I don’t know how I would get a grammatical particle like 吗 (ma).
This will be handy for emergencies but I think I’ll keep a dictionary around too.

chinese-etzy

A Zhuyin input method with Big5 output.

chinese-py

Type in pinyin, without tones.

Char	Input	Interpretation
你	ni1	1st menu option
好	hao	guessed correctly
吗	ma2	2nd option

chinese-qj

Possibly another Zhuyin input method. The description has virtually no information.

chinese-sisheng

This will be quite useful. This input method does not generate Hanzi, but it transforms pinyin with tone numbers into ‘proper’ pinyin with diacritics.

Char	Input	Interpretation
nǐ	ni3	你
hǎo	hao3	好
ma	ma	吗
nǚ	nv3	女

chinese-sw

Type in a pair of radicals. Quite clever and fast (and not pronunciation-based), easy to pick up. Usefulness will depend on coverage.

Char	Input	Interpretation
你	kv4	亻+ 小 + 4th option
[好]	???	can’t find it
吗	fd9	口 + 刀 + 9th option

chinese-tonepy

Type in pinyin, with tones.

Char	Input	Interpretation
你	ni3
好	hao32	2nd menu option
吗	ma5

n.b.: chinese-py-b5 is the same as this method, but outputs Big Five i.e., traditional characters. A useful alternative to chinese-tonepy for when I want to write Trad.

chinese-ziranma

A pinyin-based input method where the pinyin initials and finals are mapped onto the qwerty keyboard (see http://eyegene.ophthy.med.umich.edu/unicode/KeyboardLayouts/ZiRanMaPinYinKeyboard.html).

The basic idea is a four-stroke pattern: initial, final, tone, quote (‘). This may not be that impressive for, say, 好 (hke’), but the pattern extends to cover words, not just characters. That means that two-, three- or four- character words can be input with the same four-stroke pattern. The example from the description is 北京电视台 (bjdt) (Běijīng diànshìtái; Beijing TV station), which is impressive for four keystrokes.

Char	Input	Interpretation
你	n	guessed correctly
好	hke’
吗	mae’5	5th option

chinese-zozy

A Big5 Zhuyin input method.

Conclusion

chinese-tonepy is looking the best for now for most uses (see also chinese-ccdospy, chinese-ziranma).

chinese-sisheng will be useful for writing pinyin.

I think Zhuyin is probably in my future if/when I start learning Chinese seriously, but unfortunately both the Emacs Zhuyin output Big5 (i.e. traditional script).

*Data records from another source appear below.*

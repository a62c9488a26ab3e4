//! Contract lifecycle management: the revision validator, the
//! per-contract state machine, the chain-driven action queue, and the
//! storage-proof builder.
//!
//! The manager owns no global state beyond the metadata store and the
//! storage engine it is handed; chain, transaction pool, wallet, and
//! settings are capability interfaces injected at construction.

pub mod actions;
pub mod error;
pub mod interfaces;
mod manager;
mod types;
pub mod validation;

pub use actions::{storage_proof_segment, ACTION_TIMEOUT, TXN_FEE_MULTIPLIER};
pub use error::{ContractError, Result};
pub use interfaces::{
    ChainManager, ChainUpdate, FundReservation, SettingsReporter, TransactionPool, Wallet,
};
pub use keep_store::{Contract, ContractStatus, RootDelta};
pub use manager::{
    ContractLock, ContractManager, FINAL_REVISION_MARGIN, MAX_BACKOFF_BLOCKS, REBROADCAST_STAGGER,
    SUBSCRIBER_NAME,
};
pub use types::{LifecycleAction, SignedRevision};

How much is Zhuyin used in the People’s Republic?

It would be useful to know a method not based on pronunciation. I might not always know how to say what I want to write – eg "How do you say X?" Emacs’ structural input methods generating GB characters are:

chinese-4corner
chinese-qj (maybe)
chinese-sw

I’ll explore these, and update this page as I found out more.

References

Lunde, K. (1999). CJKV Information Processing. Sebastopol, CA.: O’Reilly.

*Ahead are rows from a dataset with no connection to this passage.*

use std::path::Path;
use std::sync::Arc;

use rocksdb::{Direction, IteratorMode, Options, WriteBatch, DB};

use crate::backend::{Batch, BatchOp, KvBackend};
use crate::error::{Result, StoreError};

/// RocksDB-backed persistence for production deployments.
pub struct RocksBackend {
    db: Arc<DB>,
}

impl RocksBackend {
    pub fn open<P: AsRef<Path>>(path: P) -> Result<Self> {
        let mut opts = Options::default();
        opts.create_if_missing(true);
        opts.set_compression_type(rocksdb::DBCompressionType::Lz4);
        opts.set_write_buffer_size(32 * 1024 * 1024);
        opts.set_max_background_jobs(2);
        opts.set_level_compaction_dynamic_level_bytes(true);

        let db = DB::open(&opts, path)
            .map_err(|e| StoreError::Backend(format!("failed to open rocksdb: {e}")))?;
        Ok(Self { db: Arc::new(db) })
    }
}

impl KvBackend for RocksBackend {
    fn get(&self, key: &[u8]) -> Result<Option<Vec<u8>>> {
        self.db
            .get(key)
            .map_err(|e| StoreError::Backend(format!("rocksdb get: {e}")))
    }

    fn put(&self, key: &[u8], value: &[u8]) -> Result<()> {
        self.db
            .put(key, value)
            .map_err(|e| StoreError::Backend(format!("rocksdb put: {e}")))
    }

    fn delete(&self, key: &[u8]) -> Result<()> {
        self.db
            .delete(key)
            .map_err(|e| StoreError::Backend(format!("rocksdb delete: {e}")))
    }

    fn write(&self, batch: Batch) -> Result<()> {
        let mut wb = WriteBatch::default();
        for op in batch.into_ops() {
            match op {
                BatchOp::Put(key, value) => wb.put(key, value),
                BatchOp::Delete(key) => wb.delete(key),
            }
        }
        self.db
            .write(wb)
            .map_err(|e| StoreError::Backend(format!("rocksdb write: {e}")))
    }

    fn scan_prefix_while(
        &self,
        prefix: &[u8],
        f: &mut dyn FnMut(&[u8], &[u8]) -> bool,
    ) -> Result<()> {
        let iter = self
            .db
            .iterator(IteratorMode::From(prefix, Direction::Forward));
        for item in iter {
            let (key, value) =
                item.map_err(|e| StoreError::Backend(format!("rocksdb iterator: {e}")))?;
            if !key.starts_with(prefix) {
                break;
            }
            if !f(&key, &value) {
                break;
            }
        }
        Ok(())
    }

    fn flush(&self) -> Result<()> {
        self.db
            .flush()
            .map_err(|e| StoreError::Backend(format!("rocksdb flush: {e}")))
    }
}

http://en.wikipedia.org/wiki/Chinese_input_methods_for_computers

Posted by llaisdy
Filed in 中文
Tags: emacs, 中文

12 Comments »

12 Responses to “Chinese input methods for Emacs”

Max Says:

Wednesday, 23rd December, 2009 at 6:12 pm
Thanks for this thorough survey of available input methods. My personal favorite is ZiRanMa, because it works so quickly when you a familiar with pinyin and when you are comfortable with a qwerty keyboard.

Reply
llaisdy Says:

Wednesday, 23rd December, 2009 at 7:08 pm
Dear Max

Thanks for your comment!

I like the sound of ZiRanMa, but my Chinese is nowhere near good enough yet for it to stand out. Next year!

Reply
llaisdy Says:

Wednesday, 23rd December, 2009 at 7:42 pm
Come to think of it, ZiRanMa does offer more than the Mac input methods.

Reply
Max Says:

Wednesday, 23rd December, 2009 at 8:23 pm
About ZiRanMa: It took me a few days to remember the mapping of vowel-endings on a qwerty keyboard (I had to print out the diagram and leave it next to the keyboard for a while). But once I knew them, it became very fast to type. I’m expecting an even higher speed gain once I’m familiar with the mapping for compound words.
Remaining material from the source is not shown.